Surely they are along the right lines of cutting? Perhaps? Or Not???

Do I in effect just starve myself???? :becky:


----------



## The Trixsta (Sep 6, 2009)

I have some muesli in the morning and thats half my carbs for the day already if we say it should be fixed at 100g for example!!

Afternoon I have a tuna sandwich or brown rice and chicken and already I have gone over the carb allowance!!!  How cud I possibly work this? What could I eat???

I'm 17st 6 and I want to lose around 12% bf to look more cut.

Its all well and easy to say DUDE CUT UR CARBS but what?? Cut out? Bread? Pasta? Rice? Then what shall I eat instead? Some examples would be great!!!

Morning Meal?

Afternoon Meal?

Evening meal?

Snacks in between?

WOULD BE MUCH APPRECIATED AND REP WOULD BE GIVEN FOR AN EXAMPLE OF THREE CUTTING MEALS FOR THE DAY ANYONE!


----------



## splinter1466867924 (Aug 5, 2005)

Right mate.

You need to keep all your dead animal sources high.

So chicken, beef, tuna, salmon, oily fishes in general (these are carbless) etc... on the up. Aim for about 300 g's of protein per day. You dont wanna be losing muscle mass now. Protein can be converted into glycogen (carbs) via gluconeogensis, but we'd need to keep the protein intake super high to avoid muscle atrophy (wasting away).

By all means have that jacket potato, only once or twice a week. You need to divulge every once n a while to stay sane.

Keep to eating 6-10 times a day, a shake counts as a meal!
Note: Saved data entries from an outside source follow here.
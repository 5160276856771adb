//! Turns externally produced annotations into ordinary timeline edits.
//!
//! Highlight detectors and subtitle generators describe what they found in terms of a
//! media item and a range of *source* time. To put that on the timeline the range is
//! mapped through every clip that shows the media, and each mapped piece becomes a clip
//! on a subtitle track carrying a `Highlight` or `Caption` effect. Everything lands in a
//! single `Batch`, so an import is one undo step and either applies fully or not at all.

use serde::{Deserialize, Serialize};

use crate::editor::operation::{NewClip, Operation};
use crate::editor::session::TimelineSnapshot;
use crate::error::{EditError, ValidationError};
use crate::model::clip::{Clip, duration_for};
use crate::model::effect::{Effect, EffectKind};
use crate::model::ids::{ClipId, EffectId, MediaId, TrackId};
use crate::model::time::TimeRange;
use crate::model::timeline::Timeline;
use crate::model::track::TrackKind;
use crate::plugin::traits::StudioContext;

#[derive(Serialize, Deserialize, Clone, PartialEq, Debug)]
pub struct Highlight {
    pub media_id: MediaId,
    pub source: TimeRange,
    pub label: String,
    pub score: f64,
}

#[derive(Serialize, Deserialize, Clone, PartialEq, Debug)]
pub struct SubtitleCue {
    pub media_id: MediaId,
    pub source: TimeRange,
    pub text: String,
}

#[derive(Serialize, Deserialize, Clone, PartialEq, Debug)]
#[serde(tag = "annotation", rename_all = "snake_case")]
pub enum Annotation {
    Highlight(Highlight),
    Subtitle(SubtitleCue),
}

impl Annotation {
    pub fn media_id(&self) -> MediaId {
        match self {
            Annotation::Highlight(h) => h.media_id,
            Annotation::Subtitle(s) => s.media_id,
        }
    }

    pub fn source(&self) -> TimeRange {
        match self {
            Annotation::Highlight(h) => h.source,
            Annotation::Subtitle(s) => s.source,
        }
    }

    fn effect_kind(&self) -> EffectKind {
        match self {
            Annotation::Highlight(h) => EffectKind::Highlight {
                label: h.label.clone(),
                score: h.score.clamp(0.0, 1.0),
            },
            Annotation::Subtitle(s) => EffectKind::Caption {
                text: s.text.clone(),
            },
        }
    }
}

impl From<Highlight> for Annotation {
    fn from(value: Highlight) -> Self {
        Annotation::Highlight(value)
    }
}

impl From<SubtitleCue> for Annotation {
    fn from(value: SubtitleCue) -> Self {
        Annotation::Subtitle(value)
    }
}

#[derive(Serialize, Deserialize, Clone, Copy, PartialEq, Eq, Debug)]
#[serde(rename_all = "snake_case")]
pub enum SkipReason {
    /// No clip on the timeline shows the annotated part of the media.
    NotOnTimeline,
    /// The mapped range collides with a clip already on the target track.
    Overlap,
}

#[derive(Serialize, Deserialize, Clone, Copy, PartialEq, Eq, Debug)]
pub struct SkippedAnnotation {
    /// Position of the annotation in the input list.
    pub index: usize,
    pub reason: SkipReason,
}

/// Result of planning an import: the batch to submit (if anything fits) and what was left out.
#[derive(Clone, Debug, PartialEq)]
pub struct AnnotationImport {
    pub operation: Option<Operation>,
    pub placed: usize,
    pub skipped: Vec<SkippedAnnotation>,
}

/// Where one annotation lands: the source clip it was mapped through and the
/// intersection of the annotation with that clip's trim window.
struct Placement<'a> {
    through: &'a Clip,
    source: TimeRange,
}

impl Placement<'_> {
    fn timeline_range(&self) -> TimeRange {
        let clip = self.through;
        let start = clip.position + (self.source.start - clip.trim_in).div_f64(clip.speed);
        TimeRange::with_duration(
            start,
            duration_for(self.source.start, self.source.end, clip.speed),
        )
    }
}

fn placements<'a>(timeline: &'a Timeline, annotation: &Annotation) -> Vec<Placement<'a>> {
    let media_id = annotation.media_id();
    let wanted = annotation.source();
    timeline
        .tracks()
        .filter(|track| track.kind != TrackKind::Subtitle)
        .flat_map(|track| track.clips.iter())
        .filter(|clip| clip.media.media_id == media_id)
        .filter_map(|clip| {
            clip.source_range()
                .intersect(&wanted)
                .map(|source| Placement { through: clip, source })
        })
        .collect()
}

/// Plans the clips for `annotations` on subtitle track `track_id` of `timeline`.
///
/// `next_ids` supplies the clip and effect identifiers for every placed piece. Pieces
/// that overlap an existing clip, or an earlier piece of the same import, are skipped.
pub fn plan_import(
    timeline: &Timeline,
    track_id: TrackId,
    annotations: &[Annotation],
    mut next_ids: impl FnMut() -> (ClipId, EffectId),
) -> Result<AnnotationImport, ValidationError> {
    let track = timeline
        .track(track_id)
        .ok_or(ValidationError::TrackNotFound(track_id))?;
    if track.kind != TrackKind::Subtitle {
        return Err(ValidationError::TrackKindMismatch {
            track_id,
            expected: TrackKind::Subtitle,
            found: track.kind,
        });
    }
    if track.locked {
        return Err(ValidationError::TrackLocked(track_id));
    }

    let mut operations = Vec::new();
    let mut taken: Vec<TimeRange> = Vec::new();
    let mut placed = 0;
    let mut skipped = Vec::new();

    for (index, annotation) in annotations.iter().enumerate() {
        let pieces = placements(timeline, annotation);
        if pieces.is_empty() {
            skipped.push(SkippedAnnotation {
                index,
                reason: SkipReason::NotOnTimeline,
            });
            continue;
        }
        let mut any_placed = false;
        for piece in pieces {
            let range = piece.timeline_range();
            let collides = track.check_free(range, None).is_err()
                || taken.iter().any(|other| other.overlaps(&range));
            if collides || range.is_empty() {
                continue;
            }
            let (clip_id, effect_id) = next_ids();
            let new_clip = NewClip::new(clip_id, track_id, piece.through.media, range.start)
                .with_source_range(piece.source)
                .with_speed(piece.through.speed);
            operations.push(Operation::AddClip(new_clip));
            operations.push(Operation::StackEffect {
                clip_id,
                index: 0,
                effect: Effect::new(effect_id, annotation.effect_kind()),
            });
            taken.push(range);
            any_placed = true;
        }
        if any_placed {
            placed += 1;
        } else {
            log::debug!("Skipping annotation {}: overlaps existing captions", index);
            skipped.push(SkippedAnnotation {
                index,
                reason: SkipReason::Overlap,
            });
        }
    }

    let operation = (!operations.is_empty()).then(|| Operation::Batch {
        label: format!("Import {} Annotations", placed),
        operations,
    });
    Ok(AnnotationImport {
        operation,
        placed,
        skipped,
    })
}

/// Outcome of [`import_annotations`].
#[derive(Clone, Debug)]
pub struct ImportReport {
    pub placed: usize,
    pub skipped: Vec<SkippedAnnotation>,
    /// Snapshot after the import, `None` when nothing was placed.
    pub snapshot: Option<TimelineSnapshot>,
}

/// Plans and submits an import through a studio context.
pub fn import_annotations(
    context: &dyn StudioContext,
    track_id: TrackId,
    annotations: &[Annotation],
) -> Result<ImportReport, EditError> {
    let current = context.snapshot();
    let import = plan_import(&current.timeline, track_id, annotations, || {
        (context.new_clip_id(), context.new_effect_id())
    })?;
    let snapshot = match import.operation {
        Some(operation) => Some(context.submit(operation)?),
        None => None,
    };
    log::info!(
        "Imported {} annotations onto track {} ({} skipped)",
        import.placed,
        track_id,
        import.skipped.len()
    );
    Ok(ImportReport {
        placed: import.placed,
        skipped: import.skipped,
        snapshot,
    })
}

/// Highlights from a detector, as annotations.
pub fn highlights(list: Vec<Highlight>) -> Vec<Annotation> {
    list.into_iter().map(Annotation::from).collect()
}

/// Subtitle cues, as annotations.
pub fn subtitles(list: Vec<SubtitleCue>) -> Vec<Annotation> {
    list.into_iter().map(Annotation::from).collect()
}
Pasta n bread is likely to cause a more bloatey effect, so brown basmati rice is a sound alternative.

Sweet potato is the best complex carb your going to get.

No maltodextrin, honey, vitargo, waxy maize starch, dextrose etc.... in your post work out shake. These are the extra carbs you dont want... UNLESS! You've not eaten any carbs that day, in that case then its okay.
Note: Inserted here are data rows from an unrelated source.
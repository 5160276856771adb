//! Preview driver: turns clock requests into cached render plans.
//!
//! [`PreviewDriver`] is synchronous and can be stepped by hand. [`spawn_preview_loop`]
//! runs it on a tokio task, offloading every resolution to the blocking pool so the
//! loop stays responsive, and cancelling the previous query whenever a new one starts.

use std::sync::Arc;
use std::time::Instant;

use tokio::sync::{mpsc, watch};
use tokio::task::JoinHandle;
use tokio::time::MissedTickBehavior;

use crate::cache::{PlanCache, PlanKey, SharedPlanCache};
use crate::config::EngineConfig;
use crate::editor::session::{EditorSession, TimelineSnapshot};
use crate::error::{LibraryError, ResolutionError};
use crate::model::time::Time;
use crate::playback::clock::{PlaybackClock, PlaybackState, PreviewRequest};
use crate::rendering::media::QualityTier;
use crate::rendering::plan::RenderPlan;
use crate::rendering::resolver::{CancellationToken, ResolveOptions, Resolver};

pub struct PreviewDriver {
    session: Arc<EditorSession>,
    resolver: Resolver,
    cache: SharedPlanCache,
    clock: PlaybackClock,
    tier: QualityTier,
}

impl PreviewDriver {
    pub fn new(session: Arc<EditorSession>, resolver: Resolver, config: &EngineConfig) -> Self {
        Self {
            session,
            resolver,
            cache: Arc::new(PlanCache::new(config.preview.cache_capacity)),
            clock: PlaybackClock::new(&config.preview),
            tier: QualityTier::Proxy,
        }
    }

    pub fn clock(&self) -> &PlaybackClock {
        &self.clock
    }

    pub fn cache(&self) -> &SharedPlanCache {
        &self.cache
    }

    pub fn play(&mut self, now: Instant) {
        self.clock.play(now);
    }

    pub fn pause(&mut self, now: Instant) {
        self.clock.pause(now);
        self.session.set_playhead(self.clock.position(now));
    }

    pub fn stop(&mut self) {
        self.clock.stop();
        self.session.set_playhead(Time::ZERO);
    }

    pub fn set_rate(&mut self, now: Instant, rate: f64) -> Result<(), LibraryError> {
        self.clock.set_rate(now, rate)
    }

    /// Clock request for a seek. Also moves the session playhead.
    pub fn seek_request(&mut self, now: Instant, position: Time) -> PreviewRequest {
        let request = self.clock.seek(now, position);
        self.session.set_playhead(request.position);
        request
    }

    /// Rate-limited clock request. Playback pauses once it runs off the end.
    pub fn tick_request(&mut self, now: Instant) -> Option<PreviewRequest> {
        let request = self.clock.tick(now)?;
        let end = self.session.snapshot().timeline.duration();
        if request.position >= end {
            log::debug!("Reached end of timeline at {}", end);
            self.clock.pause_at(end);
            self.session.set_playhead(end);
            return None;
        }
        Some(request)
    }

    /// Seeks and resolves the one immediate query.
    pub fn seek(&mut self, now: Instant, position: Time) -> Option<Arc<RenderPlan>> {
        let request = self.seek_request(now, position);
        self.serve(request)
    }

    pub fn tick(&mut self, now: Instant) -> Option<Arc<RenderPlan>> {
        let request = self.tick_request(now)?;
        self.serve(request)
    }

    fn serve(&self, request: PreviewRequest) -> Option<Arc<RenderPlan>> {
        match self.job(request, CancellationToken::new()).run() {
            Ok(plan) => Some(plan),
            Err(err) => {
                log::debug!("Preview query at {} produced no plan: {}", request.position, err);
                None
            }
        }
    }

    /// Self-contained resolution work for `request` against the current snapshot.
    pub fn job(&self, request: PreviewRequest, cancel: CancellationToken) -> PreviewJob {
        PreviewJob {
            snapshot: self.session.snapshot(),
            request,
            tier: self.tier,
            resolver: self.resolver.clone(),
            cache: Arc::clone(&self.cache),
            cancel,
        }
    }
}

pub struct PreviewJob {
    snapshot: TimelineSnapshot,
    request: PreviewRequest,
    tier: QualityTier,
    resolver: Resolver,
    cache: SharedPlanCache,
    cancel: CancellationToken,
}

impl PreviewJob {
    fn key(&self) -> PlanKey {
        PlanKey {
            revision: self.snapshot.revision,
            tier: self.tier,
            range: self.request.range,
        }
    }

    pub fn cached(&self) -> Option<Arc<RenderPlan>> {
        self.cache.get(&self.key())
    }

    pub fn run(&self) -> Result<Arc<RenderPlan>, ResolutionError> {
        let key = self.key();
        if let Some(plan) = self.cache.get(&key) {
            return Ok(plan);
        }
        let options = ResolveOptions::new(self.tier, self.request.range)
            .with_cancellation(self.cancel.clone());
        let plan = Arc::new(self.resolver.resolve_with(&self.snapshot.timeline, &options)?);
        self.cache.retain_revision(self.snapshot.revision);
        self.cache.put(key, Arc::clone(&plan));
        Ok(plan)
    }
}

#[derive(Clone, Copy, Debug, PartialEq)]
pub enum PreviewCommand {
    Play,
    Pause,
    Stop,
    Seek(Time),
    SetRate(f64),
    Shutdown,
}

pub struct PreviewHandle {
    commands: mpsc::Sender<PreviewCommand>,
    plans: watch::Receiver<Option<Arc<RenderPlan>>>,
    task: JoinHandle<()>,
}

impl PreviewHandle {
    pub async fn send(&self, command: PreviewCommand) -> bool {
        self.commands.send(command).await.is_ok()
    }

    /// Latest published plan; `changed()` on the receiver waits for the next one.
    pub fn plans(&self) -> watch::Receiver<Option<Arc<RenderPlan>>> {
        self.plans.clone()
    }

    pub async fn shutdown(self) {
        let _ = self.commands.send(PreviewCommand::Shutdown).await;
        if let Err(err) = self.task.await {
            log::warn!("Preview loop ended abnormally: {}", err);
        }
    }
}

/// Runs `driver` on the current tokio runtime.
pub fn spawn_preview_loop(mut driver: PreviewDriver) -> PreviewHandle {
    let (command_tx, mut command_rx) = mpsc::channel(32);
    let (plan_tx, plan_rx) = watch::channel(None);
    let plan_tx = Arc::new(plan_tx);

    let task = tokio::spawn(async move {
        let mut ticker = tokio::time::interval(driver.clock().min_interval());
        ticker.set_missed_tick_behavior(MissedTickBehavior::Skip);
        let mut in_flight: Option<CancellationToken> = None;

        loop {
            let request = tokio::select! {
                _ = ticker.tick() => driver.tick_request(Instant::now()),
                command = command_rx.recv() => {
                    let now = Instant::now();
                    match command {
                        None | Some(PreviewCommand::Shutdown) => break,
                        Some(PreviewCommand::Play) => {
                            driver.play(now);
                            None
                        }
                        Some(PreviewCommand::Pause) => {
                            driver.pause(now);
                            None
                        }
                        Some(PreviewCommand::Stop) => {
                            driver.stop();
                            None
                        }
                        Some(PreviewCommand::SetRate(rate)) => {
                            if let Err(err) = driver.set_rate(now, rate) {
                                log::warn!("{}", err);
                            }
                            None
                        }
                        Some(PreviewCommand::Seek(position)) => Some(driver.seek_request(now, position)),
                    }
                }
            };
            let Some(request) = request else {
                continue;
            };

            if let Some(previous) = in_flight.take() {
                previous.cancel();
            }
            let token = CancellationToken::new();
            let job = driver.job(request, token.clone());
            if let Some(plan) = job.cached() {
                plan_tx.send_replace(Some(plan));
                continue;
            }
            in_flight = Some(token.clone());
            let plan_tx = Arc::clone(&plan_tx);
            tokio::task::spawn_blocking(move || match job.run() {
                Ok(plan) if !token.is_cancelled() => {
                    plan_tx.send_replace(Some(plan));
                }
                Ok(_) | Err(ResolutionError::Cancelled) => {
                    log::debug!("Preview query at {} superseded", request.position);
                }
                Err(err) => log::debug!("Preview query at {} failed: {}", request.position, err),
            });
        }

        if let Some(previous) = in_flight {
            previous.cancel();
        }
        if driver.clock().state() == PlaybackState::Playing {
            driver.pause(Instant::now());
        }
        log::debug!("Preview loop stopped");
    });

    PreviewHandle {
        commands: command_tx,
        plans: plan_rx,
        task,
    }
}
pub mod timing;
If you want to say consume more toward the 200g mark of carbs, try and train twice a day if you can, one session being cardio (first thing in the morning on an empty stomach the other being weights followed by say 30-60 mins cardio (the latter being the min n max times - moderate intensity).
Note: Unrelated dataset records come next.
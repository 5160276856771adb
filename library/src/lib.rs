//! Timeline composition engine.
//!
//! The engine owns the authoritative model of a multi-track edit, validates every
//! mutation against its invariants, records reversible history and compiles timeline
//! snapshots into render plans for an external processing engine. It never decodes or
//! encodes media itself.

pub mod cache;
pub mod config;
pub mod editor;
pub mod error;
pub mod model;
pub mod playback;
pub mod plugin;
pub mod rendering;
pub mod util;

pub use config::EngineConfig;
pub use editor::{EditorSession, HistoryManager, Operation, TimelineSnapshot};
pub use error::{
    EditError, HistoryError, LibraryError, OperationError, ResolutionError, ValidationError,
};
pub use model::{Clip, Time, TimeRange, Timeline, Track, TrackKind};
pub use rendering::{MediaProvider, QualityTier, RenderPlan, Resolver};

use std::sync::Arc;

/// Resolves a whole saved document at `tier`. Export entry point used by the CLI.
pub fn resolve_document(
    json_str: &str,
    provider: Arc<dyn MediaProvider>,
    config: &EngineConfig,
    tier: QualityTier,
    range: Option<TimeRange>,
) -> Result<RenderPlan, LibraryError> {
    let timeline = Timeline::load(json_str)?;
    let range = range.unwrap_or(TimeRange::new(Time::ZERO, timeline.duration()));
    let options = rendering::ResolveOptions::new(tier, range).parallel(config.export.parallel);
    let plan = Resolver::from_config(provider, config).resolve_with(&timeline, &options)?;
    Ok(plan)
}
//! Resolution engine: timeline snapshot + quality tier + range -> render plan.

pub mod ducking;
pub mod media;
pub mod plan;
pub mod resolver;
pub mod segments;
pub mod transition;

pub use ducking::{DuckingPolicy, FixedAttenuation, NoDucking};
pub use media::{
    InMemoryMediaLibrary, MediaHandle, MediaNotFound, MediaProvider, QualityTier,
    UriTemplateProvider,
};
pub use plan::{
    AudioInstruction, Blend, BlendRole, CaptionInstruction, CompositeInstruction,
    LayerInstruction, MediaBinding, RENDER_PLAN_SCHEMA_VERSION, Ramp, RenderPlan,
};
pub use resolver::{CancellationToken, ResolveOptions, Resolver, resolve};
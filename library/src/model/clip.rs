use serde::{Deserialize, Serialize};

use crate::error::{OperationError, ValidationError};
use crate::model::effect::{Effect, EffectKind};
use crate::model::ids::{ClipId, MediaId, TrackId};
use crate::model::time::{Time, TimeRange};

/// Weak reference to an item of the external media library.
#[derive(Serialize, Deserialize, Clone, Copy, PartialEq, Eq, Hash, Debug)]
pub struct MediaRef {
    pub media_id: MediaId,
    pub source_duration: Time,
}

impl MediaRef {
    pub fn new(media_id: MediaId, source_duration: Time) -> Self {
        Self {
            media_id,
            source_duration,
        }
    }
}

#[derive(Serialize, Deserialize, Clone, PartialEq, Debug)]
pub struct Clip {
    pub id: ClipId,
    pub track_id: TrackId,
    pub media: MediaRef,
    pub position: Time,
    pub duration: Time,
    pub trim_in: Time,
    pub trim_out: Time,
    #[serde(default)]
    pub effects: Vec<Effect>,
    #[serde(default = "default_unit")]
    pub volume: f64,
    #[serde(default = "default_unit")]
    pub speed: f64,
}

fn default_unit() -> f64 {
    1.0
}

/// Timeline duration of a source window played at `speed`.
pub fn duration_for(trim_in: Time, trim_out: Time, speed: f64) -> Time {
    (trim_out - trim_in).div_f64(speed)
}

/// Slowest and fastest playback rates a clip may use. Keeps every stretched duration
/// well inside the `Time` range.
pub const MIN_SPEED: f64 = 0.01;
pub const MAX_SPEED: f64 = 100.0;

pub(crate) fn check_speed(speed: f64) -> Result<(), OperationError> {
    if (MIN_SPEED..=MAX_SPEED).contains(&speed) {
        Ok(())
    } else {
        Err(OperationError::InvalidSpeed(speed))
    }
}

pub(crate) fn check_gain(gain: f64) -> Result<(), OperationError> {
    if gain.is_finite() && gain >= 0.0 {
        Ok(())
    } else {
        Err(OperationError::InvalidGain(gain))
    }
}

impl Clip {
    pub fn end(&self) -> Time {
        self.position + self.duration
    }

    pub fn range(&self) -> TimeRange {
        TimeRange::new(self.position, self.end())
    }

    pub fn source_range(&self) -> TimeRange {
        TimeRange::new(self.trim_in, self.trim_out)
    }

    /// Source time shown at timeline time `t`, held at the trim edges outside the clip.
    pub fn source_time_at(&self, t: Time) -> Time {
        let offset = (t - self.position).scale(self.speed);
        (self.trim_in + offset).clamp_to(self.source_range())
    }

    pub fn effect_kinds(&self) -> impl Iterator<Item = &EffectKind> {
        self.effects.iter().map(|effect| &effect.kind)
    }

    /// Checks the trim window against the media and the stored duration.
    pub fn validate(&self) -> Result<(), ValidationError> {
        if check_speed(self.speed).is_err() || check_gain(self.volume).is_err() {
            return Err(ValidationError::InvalidClip {
                clip_id: self.id,
                reason: format!("speed {} / volume {}", self.speed, self.volume),
            });
        }
        if self.trim_in.is_negative()
            || self.trim_out > self.media.source_duration
            || self.trim_out <= self.trim_in
        {
            return Err(ValidationError::TrimOutOfRange {
                clip_id: self.id,
                trim_in: self.trim_in,
                trim_out: self.trim_out,
                source_duration: self.media.source_duration,
            });
        }
        if self.position.is_negative() {
            return Err(ValidationError::InvalidPosition(self.position));
        }
        for effect in &self.effects {
            effect.kind.validate().map_err(|err| ValidationError::InvalidClip {
                clip_id: self.id,
                reason: format!("effect {}: {}", effect.id, err),
            })?;
        }
        // Rounding at split points can drift by up to one source microsecond per edge.
        let tolerance = (1.0 / self.speed).ceil().min(i64::MAX as f64) as i64;
        let tolerance = tolerance.saturating_add(1);
        let expected = duration_for(self.trim_in, self.trim_out, self.speed);
        if !self.duration.is_positive()
            || (expected - self.duration).as_micros().abs() > tolerance
        {
            return Err(ValidationError::DurationMismatch {
                clip_id: self.id,
                duration: self.duration,
                expected,
            });
        }
        Ok(())
    }
}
Have you thought about possibly using clen or an ECA stack to help assist in doing your cardio and helping to utilise fat as a primary energy store?

You could add the odd fruit here and there, you will want multivitamins and minerals for everything your missing out from fruit n veg if your not eating it.

Heres an example of say a double session of training.

7am wake up - have some caffeine with water.

7:30am - go for a mild jog for about 20-30 mins.

8:15am - eat 2 fried eggs, small handful of oats, scoop of whey protein

10:00am - rich source of protein (30-50g protein) with a complex carb (carb maxing 50g's

12:30pm- repeat previous meal

3:00pm - repeat

5:30pm - protein shake

6:00pm - train

7:30pm - protein shake

8:30pm - meal

10:30pm - pre-bed slow release protein shake.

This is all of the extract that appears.